They are at the counting stage in Mumbai. As of now, the toll is that ten men killed almost 200 innocent people, but the numbers are only tentative until the fate of hundreds of wounded is clear.
These murderers were not as cost-efficient as the nineteen who caused almost 3000 deaths on 9/11. They didn't have airliners as weapons, although they did use such high-tech help as mobile phones, GPS and satellite phones in what an Indian official says was their objective of killing 5000 at random.
But the evidence is that they were less skilled than the 9/11 killers, some of whom took flying lessons while preparing to do their work. The one surviving Mumbai attacker is a 21-year-old Pakistani laborer with a fourth-grade education.
The human balance sheet is lopsided as it always is--among the victims, an American art professor and his 13-year-old daughter, a local bank chairman, the sister of a Bollywood actor, a young Brooklyn rabbi and his wife, and the head of an Indian antiterrorism squad.

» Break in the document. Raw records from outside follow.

//! Daily challenge type definitions
//!
//! The candidate pool the generator draws from, plus reward tuning.
//! Skill-bound kinds only enter a player's pool while that skill is
//! selected; the skill-agnostic kinds form the fallback pool.

use serde::{Deserialize, Serialize};

use super::skills::SkillId;

/// What a challenge asks the player to do.
#[derive(Debug, Clone, Copy, PartialEq, Eq, Hash, Serialize, Deserialize)]
pub enum ChallengeKind {
    /// Earn XP in a specific skill
    GainXp(SkillId),
    /// Activate a specific skill's ability
    UseAbility(SkillId),
    /// Earn XP in any selected skill
    GainAnyXp,
    /// Activate any ability
    UseAnyAbility,
    /// Gain levels in any selected skill
    EarnLevels,
}

impl ChallengeKind {
    /// The skill this kind is bound to, if any.
    pub fn related_skill(&self) -> Option<SkillId> {
        match self {
            ChallengeKind::GainXp(s) | ChallengeKind::UseAbility(s) => Some(*s),
            _ => None,
        }
    }

    pub fn describe(&self) -> String {
        match self {
            ChallengeKind::GainXp(s) => format!("Earn XP in {}", s),
            ChallengeKind::UseAbility(s) => format!("Use your {} ability", s),
            ChallengeKind::GainAnyXp => "Earn XP in any skill".to_string(),
            ChallengeKind::UseAnyAbility => "Use any ability".to_string(),
            ChallengeKind::EarnLevels => "Gain levels".to_string(),
        }
    }
}

/// One entry in the candidate pool: a kind plus its target range.
#[derive(Debug, Clone, Serialize, Deserialize)]
pub struct ChallengeTypeDef {
    pub kind: ChallengeKind,
    /// Inclusive target range the generator draws from
    pub target_min: u64,
    pub target_max: u64,
}

/// Candidate pool and reward tuning for daily challenges.
#[derive(Debug, Clone, Serialize, Deserialize)]
pub struct ChallengeDefs {
    pub types: Vec<ChallengeTypeDef>,
    /// Challenges generated per player per day
    pub per_day: usize,
    /// XP paid into the related skill when one challenge completes
    pub completion_reward_xp: f64,
    /// XP split across selected skills when the whole set completes
    pub full_set_reward_xp: f64,
}

impl ChallengeDefs {
    /// Candidate types for a player's current selection. Skill-bound
    /// kinds require their skill to be selected; with nothing selected
    /// only the skill-agnostic fallback pool remains.
    pub fn candidate_pool(&self, selected: &[SkillId]) -> Vec<&ChallengeTypeDef> {
        if selected.is_empty() {
            self.types
                .iter()
                .filter(|t| t.kind.related_skill().is_none())
                .collect()
        } else {
            self.types
                .iter()
                .filter(|t| match t.kind.related_skill() {
                    Some(skill) => selected.contains(&skill),
                    None => true,
                })
                .collect()
        }
    }
}

fn entry(kind: ChallengeKind, target_min: u64, target_max: u64) -> ChallengeTypeDef {
    ChallengeTypeDef {
        kind,
        target_min,
        target_max,
    }
}

/// Create the default challenge pool (hardcoded fallback).
pub fn default_challenge_defs() -> ChallengeDefs {
    let mut types = Vec::new();
    for skill in SkillId::ALL {
        types.push(entry(ChallengeKind::GainXp(skill), 400, 1200));
        types.push(entry(ChallengeKind::UseAbility(skill), 2, 5));
    }
    // Fallback pool for players with no selection
    types.push(entry(ChallengeKind::GainAnyXp, 600, 1500));
    types.push(entry(ChallengeKind::UseAnyAbility, 3, 6));
    types.push(entry(ChallengeKind::EarnLevels, 2, 4));

    ChallengeDefs {
        types,
        per_day: 3,
        completion_reward_xp: 250.0,
        full_set_reward_xp: 600.0,
    }
}

#[cfg(test)]
mod tests {
    use super::*;

    #[test]
    fn test_fallback_pool_when_nothing_selected() {
        let defs = default_challenge_defs();
        let pool = defs.candidate_pool(&[]);
        assert_eq!(pool.len(), 3);
        assert!(pool.iter().all(|t| t.kind.related_skill().is_none()));
    }

    #[test]
    fn test_pool_filtered_by_selection() {
        let defs = default_challenge_defs();
        let pool = defs.candidate_pool(&[SkillId::Mining]);

        // Mining-bound kinds plus the three skill-agnostic ones
        assert_eq!(pool.len(), 5);
        assert!(pool
            .iter()
            .any(|t| t.kind == ChallengeKind::GainXp(SkillId::Mining)));
        assert!(!pool
            .iter()
            .any(|t| t.kind == ChallengeKind::GainXp(SkillId::Combat)));
    }
}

Bullets and bombs outweigh all civilized accomplishments in such situations, and that is exactly the point the attackers want to make. In past times, a lone loser like Lee Harvey Oswald could deprive the world of a John F. Kennedy, but now the triumph of darkness comes in numbers.
The shock and horror are already starting to fade from TV screens and internet sites but, in days to come, it will become clearer to what extent Mumbai was intended to derail any political detente between India and Pakistan, just as terror attacks have so often sabotaged impending progress toward peace between Israel and the Palestinians and have stalled sectarian reconciliation in Iraq..
In the Middle East, mass murder is political, the larger the numbers the better.